After many efforts to find sustenance elsewhere, the two decide to return home. To earn the fare, they agree to drive the herd of pigs through the river, causing the pregnant Rama to believe she has lost her baby (They already lost their first child at age 3 due to a fall into the well). But they have to swim across a wide, swiftly flowing river Ganga, in which they nearly drown before reaching safety. At the end of the film, Naurangia puts his ear to her belly and listens to the heartbeat of the unborn baby.

== Cast ==
- Naseeruddin Shah as Naurangia
- Shabana Azmi as Rama
- Om Puri as Ram Naresh (Village Pradhan)
- Utpal Dutt as Landlord
- Anil Chatterjee as Schoolmaster
- Mohan Agashe as Hari, Landlord's brother
- Kamu Mukherjee as Jute mill Sardar
- Ruma Guha Thakurta as Schoolmaster's wife
- Usha Ganguly as Wife of a jute mill worker
- Rupa Ganguly (Note: She is Ashok Kumar's daughter, not the famous Indian actress Roopa Ganguly.)
- Kalyan Chatterjee
- Sunil Mukherjee as Kolkata pavement dweller
- Bimal Deb as Agent of piggery

== Production ==
=== Development ===
While reading about caste atrocities in Bihar in a weekly magazine called Sunday, Ghose wanted to make a documentary, but was unsure it'd reach a wider audience.

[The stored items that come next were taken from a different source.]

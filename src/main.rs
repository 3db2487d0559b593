use anyhow::{anyhow, Context};
use binance_mcp::config::Config;
use binance_mcp::mcp::{BinanceServer, McpHandler, SurfaceRegistry};
use binance_mcp::transport::TransportMode;
use std::sync::Arc;

#[tokio::main]
async fn main() -> anyhow::Result<()> {
    // Parse command-line arguments first to determine mode
    let args: Vec<String> = std::env::args().collect();
    let (mode, port) = parse_args(&args);

    // stdout is reserved for the MCP protocol in stdio mode
    tracing_subscriber::fmt()
        .with_target(false)
        .with_thread_ids(false)
        .with_level(true)
        .with_writer(std::io::stderr)
        .with_env_filter(
            tracing_subscriber::EnvFilter::try_from_default_env()
                .unwrap_or_else(|_| tracing_subscriber::EnvFilter::new("info")),
        )
        .init();

    tracing::info!("Starting Binance MCP server in {} mode...", mode);

    let config = Config::from_env().map_err(|e| anyhow!(e))?;
    let server = BinanceServer::from_config(&config, mode)
        .context("Failed to initialize Binance server")?;
    let handler = McpHandler::new(Arc::new(SurfaceRegistry::new(server, mode)));

    match mode {
        TransportMode::Stdio => binance_mcp::transport::stdio::run_stdio_server(handler)
            .await
            .map_err(|e| anyhow!("stdio transport failed: {}", e))?,
        TransportMode::Http => run_http_server(handler, port).await?,
    }

    Ok(())
}

/// Parse command-line arguments
fn parse_args(args: &[String]) -> (TransportMode, Option<u16>) {
    let mut mode = TransportMode::default();
    let mut port = None;

    let mut i = 1;
    while i < args.len() {
        match args[i].as_str() {
            "--mode" => {
                if i + 1 < args.len() {
                    mode = args[i + 1].parse().unwrap_or_else(|e: String| {
                        eprintln!("{}", e);
                        print_usage();
                        std::process::exit(1);
                    });
                    i += 1;
                }
            }
            "--http" => mode = TransportMode::Http,
            "--stdio" => mode = TransportMode::Stdio,
            "--port" => {
                if i + 1 < args.len() {
                    port = args[i + 1].parse().ok().filter(|p| *p != 0);
                    i += 1;
                }
            }
            "--help" | "-h" => {
                print_usage();
                std::process::exit(0);
            }
            _ => {
                eprintln!("Unknown argument: {}", args[i]);
                print_usage();
                std::process::exit(1);
            }
        }
        i += 1;
    }

    (mode, port)
}

/// Print usage information
///
/// Goes to stderr so it never mixes with protocol output.
fn print_usage() {
    eprintln!("Binance MCP - read-only Binance market data over the Model Context Protocol");
    eprintln!();
    eprintln!("USAGE:");
    eprintln!("    binance-mcp [OPTIONS]");
    eprintln!();
    eprintln!("OPTIONS:");
    eprintln!("    --mode <MODE>       Transport mode: stdio or http (default: stdio)");
    eprintln!("    --stdio             Run in stdio mode (shortcut for --mode stdio)");
    eprintln!("    --http              Run in HTTP mode (shortcut for --mode http)");
    eprintln!("    --port <PORT>       HTTP port (overrides HTTP_PORT, default: 8897)");
    eprintln!("    --help, -h          Print this help message");
    eprintln!();
    eprintln!("ENVIRONMENT VARIABLES:");
    eprintln!("    BINANCE_BASE_URL          Binance API base URL (default: https://api.binance.us)");
    eprintln!("    BINANCE_MCP_DATA_DIR      Directory for symbol_map.csv and activity.log (default: ./data)");
    eprintln!("    BINANCE_MCP_LOG_BACKEND   Activity log backend: file or memory");
    eprintln!("    HTTP_HOST                 HTTP bind address (default: 127.0.0.1)");
    eprintln!("    HTTP_PORT                 HTTP port (default: 8897)");
    eprintln!("    HTTP_MAX_SESSIONS         Max concurrent HTTP sessions (default: 50)");
    eprintln!("    RUST_LOG                  Logging level (default: info)");
    eprintln!();
    eprintln!("EXAMPLES:");
    eprintln!("    # Start in stdio mode (for desktop MCP clients)");
    eprintln!("    binance-mcp --stdio");
    eprintln!();
    eprintln!("    # Start HTTP server on a custom port");
    eprintln!("    binance-mcp --mode http --port 8080");
}

/// Run the server in HTTP mode
#[cfg(feature = "http_transport")]
async fn run_http_server(handler: McpHandler, port: Option<u16>) -> anyhow::Result<()> {
    use binance_mcp::config::HttpConfig;

    let mut config = HttpConfig::from_env()
        .map_err(|e| anyhow!("Failed to load HTTP configuration: {}", e))?;
    if let Some(port) = port {
        config = config.with_port(port);
    }

    binance_mcp::transport::http::start_http_server(&config, handler)
        .await
        .map_err(|e| anyhow!("HTTP transport failed: {}", e))
}

#[cfg(not(feature = "http_transport"))]
async fn run_http_server(_handler: McpHandler, _port: Option<u16>) -> anyhow::Result<()> {
    Err(anyhow!(
        "HTTP transport not enabled. Rebuild with --features http_transport"
    ))
}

He then thought of Samaresh Basu’s Bengali short story, Paari and adapted it into a screenplay with co-writer Partha Banerjee, adding the back-story of the couple's journey to the city.

When Basu read the screenplay, he was sceptical about how Ghose would film the climax.

=== Casting ===

Naseeruddin Shah lost several kilos on a "protein-loaded diet" as part of the preparation for his role.

“What I did for Paar was to evoke the muscle memory of having to dig a hole in the ground for water to pass through and to study the physiques and body language of such people,” Shah said, in an interview with the Sight and Sound magazine of the British Film Institute. “I worked very hard, lost a lot of weight and exercised strenuously. I had to look like a man who had not eaten anything but puffed rice and sugarless tea for years.”

== Music ==
Apart from co-writing, directing and cinematography, Ghose also composed the music of the film.

=== Personnel ===

Source(s):

- Music by Goutam Ghose.
- Orchestra arranged and conducted by Aloke Nath Dey.
- Songs rendered by Ranjana Sen, Partha Sengupta and Shabana Azmi.

== Release ==
The film released on 21 May 1984. It was screened at the 41st Venice International Film Festival, where Naseeruddin Shah won the Volpi Cup for Best Actor for his performance in the film.

==Accolades==

| Year | Award | Category | Nominee(s) | Result | Ref. |
| 1984 | Venice International Film Festival | Golden Lion | Goutam Ghose | Nominated |  |
| UNESCO Award | Won |
| Volpi Cup for Best Actor | Naseeruddin Shah | Won |
| 1985 | National Film Awards | Best Feature Film in Hindi | Goutam Ghose and Swapan Sarkar | Won |  |
| Best Actor | Naseeruddin Shah | Won |
| Best Actress | Shabana Azmi | Won |
| 1986 | Bengal Film Journalists' Association Awards | Best Actor | Naseeruddin Shah | Won |  |
| Best Actress | Shabana Azmi | Won |
| 1986 | Filmfare Awards | Best Screenplay | Goutam Ghose and Partha Banerjee | Won |  |

== Legacy ==
The retrospective reception towards Paar has been overwhelmingly positive.

Paar still remains one of the rare films in the Hindi cinema to have shown anxieties navigated by the migrant workers of India, especially in a pre-COVID-19 landscape.

Naseeruddin Shah continues to be the only Indian to date to win the Best Actor award at the Venice Film Festival (for Paar).

The film was successfully saved from becoming a lost film with restoration efforts made by the National Film Archive of India (NFAI), Prasad Laboratories and Ghose himself.